Délibérations du Comité sénatorial permanent des
Pêches et des océans
Fascicule nº 32 - Témoignages du 22 mai 2018
OTTAWA, le mardi 22 mai 2018
Le Comité sénatorial permanent des pêches et des océans se réunit aujourd’hui, à 17 h 45, pour étudier les activités de recherche et sauvetage maritimes, y compris les défis et les possibilités qui existent.
Le sénateur Fabian Manning (président) occupe le fauteuil.
Le président : La séance est ouverte. Je m’appelle Fabian Manning, et je suis un sénateur de Terre-Neuve-et-Labrador. Bienvenue au Comité sénatorial permanent des pêches et des océans.
Je vais d’abord demander aux sénateurs de se présenter.
La sénatrice Ringuette : Sénatrice Ringuette, du Nouveau-Brunswick.
[Français]
La sénatrice Petitclerc : Chantal Petitclerc, du Québec.
[Traduction]
Le sénateur Gold : Marc Gold, du Québec.
Le président : Le comité poursuit son étude sur les activités de recherche et sauvetage maritimes, y compris les défis et les possibilités qui existent. Ce soir, nous sommes heureux d’accueillir un représentant du gouvernement du Nunavut, soit Ed Zebedee, directeur des services de protection, ministère des Services communautaires et gouvernementaux.
Au nom des membres du comité, je vous remercie d’être des nôtres aujourd’hui. Je crois comprendre que vous avez préparé des observations préliminaires. Après votre exposé, les membres du comité auront des questions à vous poser.

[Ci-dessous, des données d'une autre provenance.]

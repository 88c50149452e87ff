//! Parse → generate round-trips over canonical subscription strings
//!
//! Every fixture compiles to a tree and renders back to the exact source
//! text, which pins both directions at once.

use fql_parser::{generate_fql, parse_fql};

fn assert_round_trip(source: &str) {
    let ast = parse_fql(source).expect(source);
    let rendered = generate_fql(&ast).expect(source);
    assert_eq!(rendered, source);
}

#[test]
fn test_round_trip_simple_comparisons() -> anyhow::Result<()> {
    for source in [
        "type = \"track\"",
        "event = \"Product Added\"",
        "name != \"Home\"",
        "userId = \"u-1\"",
        "properties.price >= 100",
        "traits.plan = \"free\"",
        "context.app.version = \"1.0\"",
        "properties.premium = \"true\"",
    ] {
        assert_round_trip(source);
    }
    Ok(())
}

#[test]
fn test_round_trip_conjunctions() {
    for source in [
        "type = \"track\" or type = \"identify\"",
        "event = \"Product Added\" or event = \"Order Completed\"",
        "type = \"track\" and event = \"Product Added\"",
        "event = \"Product Added\" and properties.price >= 100",
        "event = \"Product Added\" and properties.price >= 100 and properties.premium = \"true\"",
    ] {
        assert_round_trip(source);
    }
}

#[test]
fn test_round_trip_groups() {
    for source in [
        "type = \"track\" and (event = \"Product Added\" or event = \"Order Completed\")",
        "(event = \"Product Added\" and properties.price >= 100) or (event = \"Order Completed\" and properties.total >= 500)",
    ] {
        assert_round_trip(source);
    }
}

#[test]
fn test_round_trip_functions() {
    for source in [
        "contains(event, \"Nike\")",
        "!contains(event, \"Nike\")",
        "event = \"Product Added\" and contains(properties.name, \"Nike\")",
        "event = \"Product Added\" and !contains(traits.name, \"Nike\")",
        "match(event, \"X*\")",
        "!match(event, \"X*\")",
        "match(event, \"*X\")",
        "!match(event, \"*X\")",
        "event = \"Product Added\" and match(properties.name, \"X*\")",
        "event = \"Product Added\" and !match(traits.name, \"*X\")",
    ] {
        assert_round_trip(source);
    }
}

#[test]
fn test_round_trip_presence_shorthand() {
    for source in [
        "userId != null",
        "properties.name != null",
        "traits.name = null",
        "properties.active = true",
        "properties.active = false",
        "event = \"Product Added\" and properties.name != null",
    ] {
        assert_round_trip(source);
    }
}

Je suis désolé de notre retard, et je vous remercie de votre présence parmi nous ce soir. La parole est à vous, monsieur.
Ed Zebedee, directeur des services de protection, ministère des Services communautaires et gouvernementaux, gouvernement du Nunavut : Merci, monsieur le président, et bonsoir à tous les membres du Comité sénatorial des pêches et des océans. Je vous remercie de me permettre de vous parler des opérations de recherche et de sauvetage dans l’Arctique.
Je tiens à souligner que la recherche et le sauvetage dans l’Arctique et la région subarctique diffèrent grandement de ce qui se fait dans ce domaine dans de nombreuses autres parties du Canada. Je veux aussi souligner que mes observations d’aujourd’hui ne se limitent pas à la recherche et au sauvetage en mer : il faut envisager les missions de recherche et de sauvetage dans l’Arctique dans un contexte holistique. Dans cette partie du monde, les environnements aéronautique, maritime et terrestre font tous partie d’un seul système complexe; ils se font complément et ils sont étroitement reliés entre eux.
Nous composons avec un climat qui peut être impitoyable et qui peut changer d’une année à l’autre, et il faut ajouter à cela un éloignement que beaucoup ne sauraient imaginer. Cela en fait un des endroits du monde les plus difficiles où mener des opérations de recherche et de sauvetage. Par exemple, la température normale à Iqaluit varie entre 3,4 et 6,8 degrés Celsius entre juin et août. Comme la température quotidienne moyenne se situe à moins 10 degrés Celsius sur une base annuelle, une intervention immédiate peut s’imposer si quelqu’un manque à l’appel ou n’arrive pas à sa destination à l’heure prévue. Les températures de l’eau de l’océan oscillent entre 2 et 4 degrés Celsius.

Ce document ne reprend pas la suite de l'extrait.